After the War
Consciousness returned with the feral viciousness that could only be reality. Her eyes fluttered open, crescents of searing white light flashing apocalyptically and her breath rasped, every movement a gargantuan effort. Blurry colours, bereft of defined shape or sense. She tried to speak and produced nothing but a wet whimper. She was weak, delirious with the sudden vertigo of awareness after so much darkness. A hazy shape appeared, a face as big as the world. Familiarity surfaced somewhere behind the pain and screaming confusion.
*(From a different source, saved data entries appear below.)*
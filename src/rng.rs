//-
// Licensed under the Apache License, Version 2.0 <LICENSE-APACHE or
// http://www.apache.org/licenses/LICENSE-2.0> or the MIT license
// <LICENSE-MIT or http://opensource.org/licenses/MIT>, at your
// option. This file may not be copied, modified, or distributed
// except according to those terms.

//! A copyable, deterministic PRNG state, and the task-local scope that
//! reseeds the ambient RNG before each draw so that user code calling the
//! ambient RNG inside a property stays reproducible.

use core::cell::RefCell;
use core::fmt;

use rand::{RngCore, SeedableRng};
use rand_chacha::ChaCha8Rng;

/// Where a [`Seed`] came from, and how to reproduce it.
///
/// Mirrors the shape of `proptest::test_runner::config::RngSeed`: a seed is
/// either left to be chosen at random, or pinned to a reproducible value.
#[derive(Clone, Copy, PartialEq, Eq)]
pub enum Seed {
    /// Freshly drawn from the process's source of randomness.
    Random([u8; 32]),
    /// Pinned to a specific 64-bit value, expanded deterministically.
    Fixed(u64),
}

impl fmt::Debug for Seed {
    fn fmt(&self, f: &mut fmt::Formatter) -> fmt::Result {
        match self {
            Seed::Random(_) => write!(f, "Seed::Random(..)"),
            Seed::Fixed(n) => write!(f, "Seed::Fixed({n})"),
        }
    }
}

impl Seed {
    /// Draw a fresh random seed from the operating system's RNG.
    ///
    /// The configured PRNG must be copyable and seedable from a plain byte
    /// buffer; a hardware-only RNG (one that cannot be replayed) cannot
    /// satisfy the determinism guarantees this engine requires and is
    /// rejected at the point where a `Seed` would otherwise be constructed
    /// from one.
    pub fn from_entropy() -> Self {
        let mut bytes = [0u8; 32];
        rand::thread_rng().fill_bytes(&mut bytes);
        Seed::Random(bytes)
    }

    fn to_bytes(self) -> [u8; 32] {
        match self {
            Seed::Random(b) => b,
            Seed::Fixed(n) => {
                let mut bytes = [0u8; 32];
                bytes[0..8].copy_from_slice(&n.to_le_bytes());
                bytes
            }
        }
    }

    /// Build the concrete PRNG this seed reproduces.
    pub fn to_rng(self) -> ChaCha8Rng {
        ChaCha8Rng::from_seed(self.to_bytes())
    }

    /// Render this seed as it would appear in a persisted `Attempt`.
    pub fn to_persistence(self) -> String {
        match self {
            Seed::Random(b) => format!("hex-{}", hex_encode(&b)),
            Seed::Fixed(n) => format!("u64-{n}"),
        }
    }

    /// Parse a seed previously rendered by [`to_persistence`](Self::to_persistence).
    pub fn from_persistence(s: &str) -> Option<Self> {
        if let Some(hex) = s.strip_prefix("hex-") {
            let bytes = hex_decode(hex)?;
            if bytes.len() != 32 {
                return None;
            }
            let mut buf = [0u8; 32];
            buf.copy_from_slice(&bytes);
            Some(Seed::Random(buf))
        } else {
            s.strip_prefix("u64-")?.parse().ok().map(Seed::Fixed)
        }
    }
}

impl Default for Seed {
    fn default() -> Self {
        Seed::from_entropy()
    }
}

fn hex_encode(bytes: &[u8]) -> String {
    use core::fmt::Write;
    let mut s = String::with_capacity(bytes.len() * 2);
    for b in bytes {
        let _ = write!(s, "{:02x}", b);
    }
    s
}

fn hex_decode(s: &str) -> Option<Vec<u8>> {
    if s.len() % 2 != 0 {
        return None;
    }
    let mut out = Vec::with_capacity(s.len() / 2);
    let bytes = s.as_bytes();
    for pair in bytes.chunks(2) {
        let hi = (pair[0] as char).to_digit(16)?;
        let lo = (pair[1] as char).to_digit(16)?;
        out.push((hi * 16 + lo) as u8);
    }
    Some(out)
}

thread_local! {
    static TASK_RNG: RefCell<Option<ChaCha8Rng>> = const { RefCell::new(None) };
}

/// Reseed the task-local ambient RNG from `seed`. Called by the evaluator
/// immediately before running user code on a `TestCase`, so that a property
/// which itself calls the ambient RNG sees reproducible values across
/// replays of the same choice sequence.
pub fn reseed_task_rng(seed: Seed) {
    TASK_RNG.with(|cell| *cell.borrow_mut() = Some(seed.to_rng()));
}

/// Run `f` with mutable access to the task-local ambient RNG.
///
/// Panics if called outside of a property evaluation (i.e. before
/// [`reseed_task_rng`] has ever been called on this thread).
pub fn with_task_rng<R>(f: impl FnOnce(&mut ChaCha8Rng) -> R) -> R {
    TASK_RNG.with(|cell| {
        let mut guard = cell.borrow_mut();
        let rng = guard
            .as_mut()
            .expect("ambient RNG used outside of a property evaluation");
        f(rng)
    })
}

#[cfg(test)]
mod tests {
    use super::*;

    #[test]
    fn fixed_seed_is_reproducible() {
        let seed = Seed::Fixed(42);
        let mut a = seed.to_rng();
        let mut b = seed.to_rng();
        assert_eq!(a.next_u64(), b.next_u64());
    }

    #[test]
    fn persistence_round_trips() {
        let seed = Seed::Fixed(1234);
        let rendered = seed.to_persistence();
        assert_eq!(Seed::from_persistence(&rendered), Some(seed));

        let seed = Seed::Random([7u8; 32]);
        let rendered = seed.to_persistence();
        assert_eq!(Seed::from_persistence(&rendered), Some(seed));
    }
}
She knew this person, whoever they were.
She reached for the face, felt a cool hand against the burning skin of her wrist.
"It's okay Shepard. Don't move. You're okay." The voice shocked her, sent her reeling back, away as the person pushed her hand back down to the bed.
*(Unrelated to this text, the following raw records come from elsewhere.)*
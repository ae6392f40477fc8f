//-
// Licensed under the Apache License, Version 2.0 <LICENSE-APACHE or
// http://www.apache.org/licenses/LICENSE-2.0> or the MIT license
// <LICENSE-MIT or http://opensource.org/licenses/MIT>, at your
// option. This file may not be copied, modified, or distributed
// except according to those terms.

//! Error and outcome types threaded through the evaluator.

use core::fmt;

/// A human-readable explanation of why a draw was rejected or a property
/// failed, with an optional backtrace captured at the point of construction.
#[derive(Clone)]
pub struct Reason {
    message: String,
    backtrace: Option<std::sync::Arc<std::backtrace::Backtrace>>,
}

impl Reason {
    /// Build a reason from a message with no backtrace.
    pub fn new(message: impl Into<String>) -> Self {
        Reason {
            message: message.into(),
            backtrace: None,
        }
    }

    /// Build a reason from a message, capturing a backtrace if the
    /// `backtrace` feature is enabled.
    pub fn captured(message: impl Into<String>) -> Self {
        let backtrace = if cfg!(feature = "backtrace") {
            let bt = std::backtrace::Backtrace::capture();
            if bt.status() == std::backtrace::BacktraceStatus::Captured {
                Some(std::sync::Arc::new(bt))
            } else {
                None
            }
        } else {
            None
        };
        Reason {
            message: message.into(),
            backtrace,
        }
    }

    /// The human-readable message.
    pub fn message(&self) -> &str {
        &self.message
    }

    /// The captured backtrace, if any.
    pub fn backtrace(&self) -> Option<&std::backtrace::Backtrace> {
        self.backtrace.as_deref()
    }
}

impl fmt::Debug for Reason {
    fn fmt(&self, f: &mut fmt::Formatter) -> fmt::Result {
        f.debug_tuple("Reason").field(&self.message).finish()
    }
}

impl fmt::Display for Reason {
    fn fmt(&self, f: &mut fmt::Formatter) -> fmt::Result {
        write!(f, "{}", self.message)
    }
}

impl PartialEq for Reason {
    fn eq(&self, other: &Self) -> bool {
        self.message == other.message
    }
}
impl Eq for Reason {}

impl From<&'static str> for Reason {
    fn from(s: &'static str) -> Self {
        Reason::new(s)
    }
}

impl From<String> for Reason {
    fn from(s: String) -> Self {
        Reason::new(s)
    }
}

/// How a single call into a property can signal a non-pass outcome.
///
/// Panics raised by the property body are caught by the evaluator
/// directly (see `crate::evaluator`), so they never need to unwind
/// through a `TestCaseError` — this type only covers the two outcomes a
/// property can signal without panicking, plus the budget exceeded case
/// a `Possibility` draw converts into automatically via `?`.
#[derive(Debug, Clone)]
pub enum TestCaseError {
    /// The draw was rejected, via `assume`/`reject` or a replay mismatch.
    /// Discarded; does not count as a test failure.
    Reject(Reason),
    /// The property failed for this input, without panicking.
    Fail(Reason),
    /// The `TestCase` exceeded its choice budget mid-draw. Discarded;
    /// does not count as a test failure.
    Overrun,
}

impl TestCaseError {
    /// Build a `Reject` from anything convertible to a `Reason`.
    pub fn reject(reason: impl Into<Reason>) -> Self {
        TestCaseError::Reject(reason.into())
    }

    /// Build a `Fail` from anything convertible to a `Reason`.
    pub fn fail(reason: impl Into<Reason>) -> Self {
        TestCaseError::Fail(reason.into())
    }
}

impl fmt::Display for TestCaseError {
    fn fmt(&self, f: &mut fmt::Formatter) -> fmt::Result {
        match self {
            TestCaseError::Reject(why) => write!(f, "input rejected: {why}"),
            TestCaseError::Fail(why) => write!(f, "case failed: {why}"),
            TestCaseError::Overrun => write!(f, "choice budget exceeded"),
        }
    }
}

impl From<crate::choice::ChoiceError> for TestCaseError {
    fn from(e: crate::choice::ChoiceError) -> Self {
        match e {
            crate::choice::ChoiceError::Overrun => TestCaseError::Overrun,
            crate::choice::ChoiceError::Invalid => {
                TestCaseError::Reject(Reason::new("draw rejected"))
            }
        }
    }
}

/// Convenience alias for the `Result` a property body returns.
pub type TestCaseResult = Result<(), TestCaseError>;

/// A whole-run failure, carrying the minimal reproducer found.
#[derive(Debug, Clone)]
pub enum TestError<T> {
    /// The run was aborted, e.g. too many draws were rejected.
    Abort(Reason),
    /// A minimal falsifying (or error-raising) example was found.
    Fail(Reason, T),
}

impl<T: fmt::Debug> fmt::Display for TestError<T> {
    fn fmt(&self, f: &mut fmt::Formatter) -> fmt::Result {
        match self {
            TestError::Abort(why) => write!(f, "run aborted: {why}"),
            TestError::Fail(why, what) => {
                writeln!(f, "falsified: {why}.")?;
                write!(f, "minimal failing input: {what:#?}")
            }
        }
    }
}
"K-Kaidan?" She rasped. Couldn't be. Kaidan was dead.
No sound. No Pain. No light.
More darkness.
Then, dreams.
She knew they were dreams because Ash was there, gun over her shoulder. She didn't speak, even as Shepard called out. She tried to run, to reach the woman but she never seemed to get any closer. Ash didn't seem to notice her, just continued grinning and laughing. Blasts from Geth guns tore holes in her armour. Blood spurted and poured, pooled around her feet. Ash didn't seem to notice, just kept grinning before she promptly turned to stone. Shepard finally reached her, brushed her fingers against the stone and felt the floor suddenly give way beneath her feet. She fell.
There were faces here, huge faces that hung in the air as she tumbled down into infinite darkness. Ash with her cocky smile. Joker, solemn and monstrous with his red beard scorched and smoldering. The Council that she had doomed, a host of crewmen she had fought beside in the ensuing Reaper Wars. And Kaidan.
Shepard fell and fell, Kaidan's face smiling down at her like it had that night, lined in faint blue light. Affection, love that she didn't deserve. Had never deserved. She fell and fell and fell. Eventually even Kaidan faded and it was just oblivion again. Eventually.
The second time was easier, just like waking up. Consciousness swam up through her mind, blurring the lines between sleeping and waking. She opened her eyes and the ocean of blurry colours resolved themselves into shapes. A medical ward. She was not alone.
She tried to push herself up, but her limbs would not respond. She looked down at her arms to find them wasted away from their former glory, muscles atrophied into sinew. She was pale, the overhead lights making her skin almost translucent. An I.V needle rested on the back of her hand like an insect and she moaned with sickness. Too many painkillers, too much pain that needed killing. She had never felt so terrible in her life, so weak and wasted. There was a cry of absolute joy.
"Commander!" Liara appeared suddenly at her bedside table, large eyes underscored by deep bags. Shepard had thought that the asari never aged, that they all stayed young and beautiful while human bodies decayed. But war had accomplished what time couldn't for the young woman, driven deep lines into her forehead with stress and terror, scored a trio of fine scars across one cheekbone with shrapnel, dulled her eyes with shock and apathy. But she smiled now, and some of that lessened in the moment.
"Liara?" Her voice rasped with disuse. "What? Where?"
"You were shot." Liara whispered, covering one of Shepard's hands with her own. "In the back. One of the crew members on the bridge in the final assault was indoctrinated and he tried to kill you. He... he almost succeeded. The shot it-"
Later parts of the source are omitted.